7    The proposed enterprise agreement was then submitted to the FWC for approval and on 30 October 2015 the FWC granted its approval. The agreement as approved became known as the RECS (Qld) Pty Ltd Enterprise Agreement 2015 (Enterprise Agreement). No application for leave to appeal from the FWC’s decision was made pursuant to s 604 of the Fair Work Act 2009 (Cth) (Fair Work Act).

8    On 28 November 2016 the CFMMEU (which at the time was known as the Construction, Forestry, Mining and Energy Union) commenced proceeding NSD 2058 of 2016 against OKW as first respondent and the FWC as second respondent by filing an originating application in this Court for relief under s 39B of the Judiciary Act 1903 (Cth) (First Instance Proceeding).

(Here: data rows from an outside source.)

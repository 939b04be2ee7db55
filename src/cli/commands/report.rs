use colored::Colorize;
use tally_core::{aggregate, budget_usage, ExpenseScope, SummaryService};

use crate::cli::core::{parse_period, CommandResult};
use crate::cli::io;
use crate::cli::output::{preferences, section as output_section, swatch};
use crate::cli::registry::CommandEntry;
use crate::cli::shell_context::ShellContext;
use crate::cli::table::{Column, Table};

pub(crate) fn definitions() -> Vec<CommandEntry> {
    vec![
        CommandEntry::new(
            "summary",
            "Spending per category for a month (default: current)",
            "summary [YYYY-MM]",
            cmd_summary,
        ),
        CommandEntry::new(
            "budgets",
            "Compare monthly budgets with spending",
            "budgets [YYYY-MM]",
            cmd_budgets,
        ),
    ]
}

fn cmd_summary(context: &mut ShellContext, args: &[&str]) -> CommandResult {
    let period = parse_period(args.first().copied())?;
    context.require_session()?;
    let api = context.api();
    let summary = context.block_on(SummaryService::for_month(api.as_ref(), period))?;

    output_section(format!("Summary for {period}"));
    if summary.is_empty() {
        io::print_info(format!("No expenses recorded for {period}."));
        return Ok(());
    }

    let mut table = Table::new(vec![
        Column::left("Category").max_width(32),
        Column::right("Amount"),
        Column::right("Share"),
    ]);
    for entry in summary.sorted_by_amount() {
        table.push(vec![
            format!("{} {}", swatch("■", &entry.color), entry.name),
            context.money(entry.amount),
            format!("{:.1}%", entry.share_of(summary.total)),
        ]);
    }
    io::print_info(table.render());
    io::print_info(format!("Total spent: {}", context.money(summary.total)));
    Ok(())
}

fn cmd_budgets(context: &mut ShellContext, args: &[&str]) -> CommandResult {
    let period = parse_period(args.first().copied())?;
    let categories = context.category_store()?;
    let expenses = context.expense_store(ExpenseScope::Month(period))?;
    let (listed, spent) =
        context.block_on(async { tokio::join!(categories.refresh(), expenses.refresh()) });
    listed?;
    spent?;

    let summary = expenses.with_items(aggregate);
    let usage = categories.with_items(|items| budget_usage(items, &summary));

    output_section(format!("Budgets for {period}"));
    if usage.is_empty() {
        io::print_info("No category has a monthly budget.");
        io::print_hint("Set one with `category-edit <id> <name> --budget <amount>`.");
        return Ok(());
    }

    let mut table = Table::new(vec![
        Column::left("Category").max_width(32),
        Column::right("Budget"),
        Column::right("Spent"),
        Column::right("Remaining"),
        Column::right("Used"),
    ]);
    let color = preferences().color;
    for line in &usage {
        let used = format!("{:.0}%", line.percent_used());
        let used = match (line.over_budget, color) {
            (true, true) => format!("{used} OVER").bright_red().to_string(),
            (true, false) => format!("{used} OVER"),
            (false, _) => used,
        };
        table.push(vec![
            line.name.clone(),
            context.money(line.budget),
            context.money(line.spent),
            context.money(line.remaining),
            used,
        ]);
    }
    io::print_info(table.render());
    let over = usage.iter().filter(|line| line.over_budget).count();
    if over > 0 {
        let noun = if over == 1 { "category" } else { "categories" };
        io::print_warning(format!("{over} {noun} over budget."));
    }
    Ok(())
}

In its application the CFMMEU sought an order declaring that the Enterprise Agreement was void and of no effect; in the alternative, a writ of certiorari quashing the approval by the FWC of the Enterprise Agreement; and in the further alternative, a writ of mandamus directed to the FWC.

9    On 8 November 2017 the primary judge ordered that the parties bring in short minutes to give effect to the reasons published by his Honour on that day: see Construction, Forestry, Mining and Energy Union v One Key Workforce Pty Ltd [2017] FCA 1266 (CFMEU v One Key).

10    The primary judge concluded that the approval of the Enterprise Agreement should be quashed and a declaration made that the Enterprise Agreement is void and of no effect. His Honour found that the Enterprise Agreement was not an agreement susceptible of approval by the FWC under s 186 of the Fair Work Act: see CFMEU v One Key at [7].

11    On 23 November 2017 the primary judge made the following orders (November 2017 Orders):

1.    Subject to Order 2, the approval by the Fair Work Commission of the RECS (QLD) Pty Ltd Enterprise Agreement 2015 on 30 October 2015 in proceedings AG 2015/5383 as recorded in [2015] FWCA 7516 is void and of no effect.

2.    These Orders operate on and from the 22nd day after the date of this Order.

12    On 27 November 2017 OKW commenced proceeding NSD 2073 of 2017 by filing a notice of appeal from Order 1 of the November 2017 Orders which gave effect to his Honour’s reasons in CFMEU v One Key (Appeal Proceeding). On 29 November 2019, OKW filed an interlocutory application in the Appeal Proceeding in which it sought an order that Order 1 of the November 2017 Orders does not come into operation and has no force and effect until further order or until all avenues of appeal are exhausted and are unsuccessful, and an order that the exercise by the CFMMEU or any other person of any rights of any kind whatsoever as a result of Order 1 of the November 2017 Orders is stayed as against OKW until further order or until all avenues of appeal are exhausted and are unsuccessful (Interlocutory Application).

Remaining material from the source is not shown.